─── The data
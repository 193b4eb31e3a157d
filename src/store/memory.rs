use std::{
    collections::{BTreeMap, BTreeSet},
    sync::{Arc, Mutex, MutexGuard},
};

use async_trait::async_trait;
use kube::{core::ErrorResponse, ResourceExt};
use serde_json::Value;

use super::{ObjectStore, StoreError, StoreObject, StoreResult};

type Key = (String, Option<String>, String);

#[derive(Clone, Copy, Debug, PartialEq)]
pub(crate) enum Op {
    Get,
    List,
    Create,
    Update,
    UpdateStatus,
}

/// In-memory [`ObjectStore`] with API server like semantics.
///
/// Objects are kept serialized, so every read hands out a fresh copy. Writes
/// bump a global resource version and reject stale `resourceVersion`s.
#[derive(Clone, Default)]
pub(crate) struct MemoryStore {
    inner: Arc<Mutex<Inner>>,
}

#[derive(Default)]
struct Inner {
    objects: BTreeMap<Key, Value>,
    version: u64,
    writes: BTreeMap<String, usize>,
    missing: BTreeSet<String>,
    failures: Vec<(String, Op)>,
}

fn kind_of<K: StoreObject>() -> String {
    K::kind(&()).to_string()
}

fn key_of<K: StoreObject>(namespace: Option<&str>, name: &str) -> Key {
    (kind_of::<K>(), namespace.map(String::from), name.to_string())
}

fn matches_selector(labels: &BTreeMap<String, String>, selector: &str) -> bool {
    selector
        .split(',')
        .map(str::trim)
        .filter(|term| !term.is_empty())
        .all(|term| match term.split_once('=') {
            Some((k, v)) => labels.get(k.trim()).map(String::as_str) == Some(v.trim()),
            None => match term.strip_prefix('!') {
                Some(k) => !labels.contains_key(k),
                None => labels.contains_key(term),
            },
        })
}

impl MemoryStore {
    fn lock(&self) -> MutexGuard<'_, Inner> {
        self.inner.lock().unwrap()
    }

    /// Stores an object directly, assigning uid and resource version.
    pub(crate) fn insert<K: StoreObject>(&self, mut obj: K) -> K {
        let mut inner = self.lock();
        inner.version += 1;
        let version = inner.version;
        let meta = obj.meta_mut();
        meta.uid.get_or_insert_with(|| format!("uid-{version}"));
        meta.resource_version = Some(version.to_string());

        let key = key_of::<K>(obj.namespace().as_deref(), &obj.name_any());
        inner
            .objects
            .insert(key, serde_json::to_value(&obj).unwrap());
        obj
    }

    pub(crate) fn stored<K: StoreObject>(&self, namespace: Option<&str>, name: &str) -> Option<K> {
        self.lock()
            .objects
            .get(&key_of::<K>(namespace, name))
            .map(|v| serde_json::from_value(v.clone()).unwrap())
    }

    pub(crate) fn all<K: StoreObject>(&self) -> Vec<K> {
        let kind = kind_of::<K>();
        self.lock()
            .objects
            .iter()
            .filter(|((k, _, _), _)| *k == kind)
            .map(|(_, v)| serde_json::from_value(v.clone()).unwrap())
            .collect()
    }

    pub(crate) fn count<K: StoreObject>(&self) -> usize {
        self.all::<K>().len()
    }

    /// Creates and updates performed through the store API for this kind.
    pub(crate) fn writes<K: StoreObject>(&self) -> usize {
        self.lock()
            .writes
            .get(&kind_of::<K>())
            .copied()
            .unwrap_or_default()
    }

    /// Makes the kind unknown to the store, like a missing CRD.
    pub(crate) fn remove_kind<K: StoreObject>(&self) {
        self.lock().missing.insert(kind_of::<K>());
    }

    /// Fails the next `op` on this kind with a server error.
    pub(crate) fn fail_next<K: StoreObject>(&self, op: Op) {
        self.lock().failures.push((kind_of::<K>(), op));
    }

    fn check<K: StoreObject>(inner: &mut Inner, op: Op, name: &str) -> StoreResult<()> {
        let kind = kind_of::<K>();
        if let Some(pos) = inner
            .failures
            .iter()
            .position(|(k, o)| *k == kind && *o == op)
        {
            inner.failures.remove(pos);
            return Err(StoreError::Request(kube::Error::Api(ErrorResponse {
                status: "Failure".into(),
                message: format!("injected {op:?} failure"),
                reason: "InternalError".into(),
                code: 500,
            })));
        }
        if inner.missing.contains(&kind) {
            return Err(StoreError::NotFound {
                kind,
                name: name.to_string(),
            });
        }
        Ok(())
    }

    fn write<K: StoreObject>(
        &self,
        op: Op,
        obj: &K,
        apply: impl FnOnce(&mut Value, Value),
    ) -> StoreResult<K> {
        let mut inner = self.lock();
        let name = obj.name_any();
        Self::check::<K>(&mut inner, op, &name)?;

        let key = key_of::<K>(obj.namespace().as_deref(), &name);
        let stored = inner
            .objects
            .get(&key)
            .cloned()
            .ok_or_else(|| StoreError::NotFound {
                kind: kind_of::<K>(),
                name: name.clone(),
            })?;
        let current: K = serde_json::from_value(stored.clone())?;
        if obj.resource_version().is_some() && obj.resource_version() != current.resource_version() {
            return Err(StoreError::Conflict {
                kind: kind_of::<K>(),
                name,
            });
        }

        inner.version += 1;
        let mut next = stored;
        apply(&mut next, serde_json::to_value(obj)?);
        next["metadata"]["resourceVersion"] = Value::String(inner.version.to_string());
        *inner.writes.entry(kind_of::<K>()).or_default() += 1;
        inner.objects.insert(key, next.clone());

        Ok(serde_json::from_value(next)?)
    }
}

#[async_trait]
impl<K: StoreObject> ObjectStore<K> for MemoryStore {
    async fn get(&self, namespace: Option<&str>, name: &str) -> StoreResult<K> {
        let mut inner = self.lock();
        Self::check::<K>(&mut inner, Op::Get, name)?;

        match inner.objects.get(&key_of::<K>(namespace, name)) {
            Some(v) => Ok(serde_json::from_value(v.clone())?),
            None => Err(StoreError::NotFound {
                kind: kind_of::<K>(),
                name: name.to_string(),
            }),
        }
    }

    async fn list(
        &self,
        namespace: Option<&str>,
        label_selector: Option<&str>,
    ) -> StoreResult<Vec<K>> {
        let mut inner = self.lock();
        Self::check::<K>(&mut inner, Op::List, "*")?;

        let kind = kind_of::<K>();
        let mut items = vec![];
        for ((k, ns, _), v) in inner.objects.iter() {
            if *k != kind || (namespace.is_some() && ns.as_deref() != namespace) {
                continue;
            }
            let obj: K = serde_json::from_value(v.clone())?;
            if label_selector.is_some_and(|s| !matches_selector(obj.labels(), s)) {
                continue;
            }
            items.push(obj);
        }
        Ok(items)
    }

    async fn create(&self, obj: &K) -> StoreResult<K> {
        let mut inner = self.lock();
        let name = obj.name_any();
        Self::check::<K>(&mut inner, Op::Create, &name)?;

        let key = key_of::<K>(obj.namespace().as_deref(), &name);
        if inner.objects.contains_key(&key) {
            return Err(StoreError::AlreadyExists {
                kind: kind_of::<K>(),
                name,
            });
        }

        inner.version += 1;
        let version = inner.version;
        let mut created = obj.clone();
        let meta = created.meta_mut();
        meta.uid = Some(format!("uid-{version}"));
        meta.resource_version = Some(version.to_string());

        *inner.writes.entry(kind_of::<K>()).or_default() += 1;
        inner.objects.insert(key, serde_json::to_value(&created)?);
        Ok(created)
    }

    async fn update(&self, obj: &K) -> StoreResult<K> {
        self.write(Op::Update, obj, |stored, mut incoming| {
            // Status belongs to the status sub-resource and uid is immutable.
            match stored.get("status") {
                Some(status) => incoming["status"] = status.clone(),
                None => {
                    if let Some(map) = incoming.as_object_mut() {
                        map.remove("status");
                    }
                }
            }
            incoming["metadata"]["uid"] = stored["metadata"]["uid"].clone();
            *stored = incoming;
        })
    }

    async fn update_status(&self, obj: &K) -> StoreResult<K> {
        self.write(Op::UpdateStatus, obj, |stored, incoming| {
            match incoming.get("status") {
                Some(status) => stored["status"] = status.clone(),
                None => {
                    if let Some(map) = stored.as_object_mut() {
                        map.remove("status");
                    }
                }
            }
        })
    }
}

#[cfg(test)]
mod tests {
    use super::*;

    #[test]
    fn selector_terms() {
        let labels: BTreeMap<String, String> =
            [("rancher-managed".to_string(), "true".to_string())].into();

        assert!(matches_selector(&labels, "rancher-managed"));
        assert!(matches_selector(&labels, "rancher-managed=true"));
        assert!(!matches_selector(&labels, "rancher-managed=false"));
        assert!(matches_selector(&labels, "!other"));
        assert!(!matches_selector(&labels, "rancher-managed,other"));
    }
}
──────
* [What to work on] Please transcribe the data exactly from its first line. End with the line that contains "let meta = obj.meta_mut();".

* [Exercise answer]
repository 193b4eb31e3a157d
filename src/store/memory.rs
use std::{
    collections::{BTreeMap, BTreeSet},
    sync::{Arc, Mutex, MutexGuard},
};

use async_trait::async_trait;
use kube::{core::ErrorResponse, ResourceExt};
use serde_json::Value;

use super::{ObjectStore, StoreError, StoreObject, StoreResult};

type Key = (String, Option<String>, String);

#[derive(Clone, Copy, Debug, PartialEq)]
pub(crate) enum Op {
    Get,
    List,
    Create,
    Update,
    UpdateStatus,
}

/// In-memory [`ObjectStore`] with API server like semantics.
///
/// Objects are kept serialized, so every read hands out a fresh copy. Writes
/// bump a global resource version and reject stale `resourceVersion`s.
#[derive(Clone, Default)]
pub(crate) struct MemoryStore {
    inner: Arc<Mutex<Inner>>,
}

#[derive(Default)]
struct Inner {
    objects: BTreeMap<Key, Value>,
    version: u64,
    writes: BTreeMap<String, usize>,
    missing: BTreeSet<String>,
    failures: Vec<(String, Op)>,
}

fn kind_of<K: StoreObject>() -> String {
    K::kind(&()).to_string()
}

fn key_of<K: StoreObject>(namespace: Option<&str>, name: &str) -> Key {
    (kind_of::<K>(), namespace.map(String::from), name.to_string())
}

fn matches_selector(labels: &BTreeMap<String, String>, selector: &str) -> bool {
    selector
        .split(',')
        .map(str::trim)
        .filter(|term| !term.is_empty())
        .all(|term| match term.split_once('=') {
            Some((k, v)) => labels.get(k.trim()).map(String::as_str) == Some(v.trim()),
            None => match term.strip_prefix('!') {
                Some(k) => !labels.contains_key(k),
                None => labels.contains_key(term),
            },
        })
}

impl MemoryStore {
    fn lock(&self) -> MutexGuard<'_, Inner> {
        self.inner.lock().unwrap()
    }

    /// Stores an object directly, assigning uid and resource version.
    pub(crate) fn insert<K: StoreObject>(&self, mut obj: K) -> K {
        let mut inner = self.lock();
        inner.version += 1;
        let version = inner.version;
        let meta = obj.meta_mut();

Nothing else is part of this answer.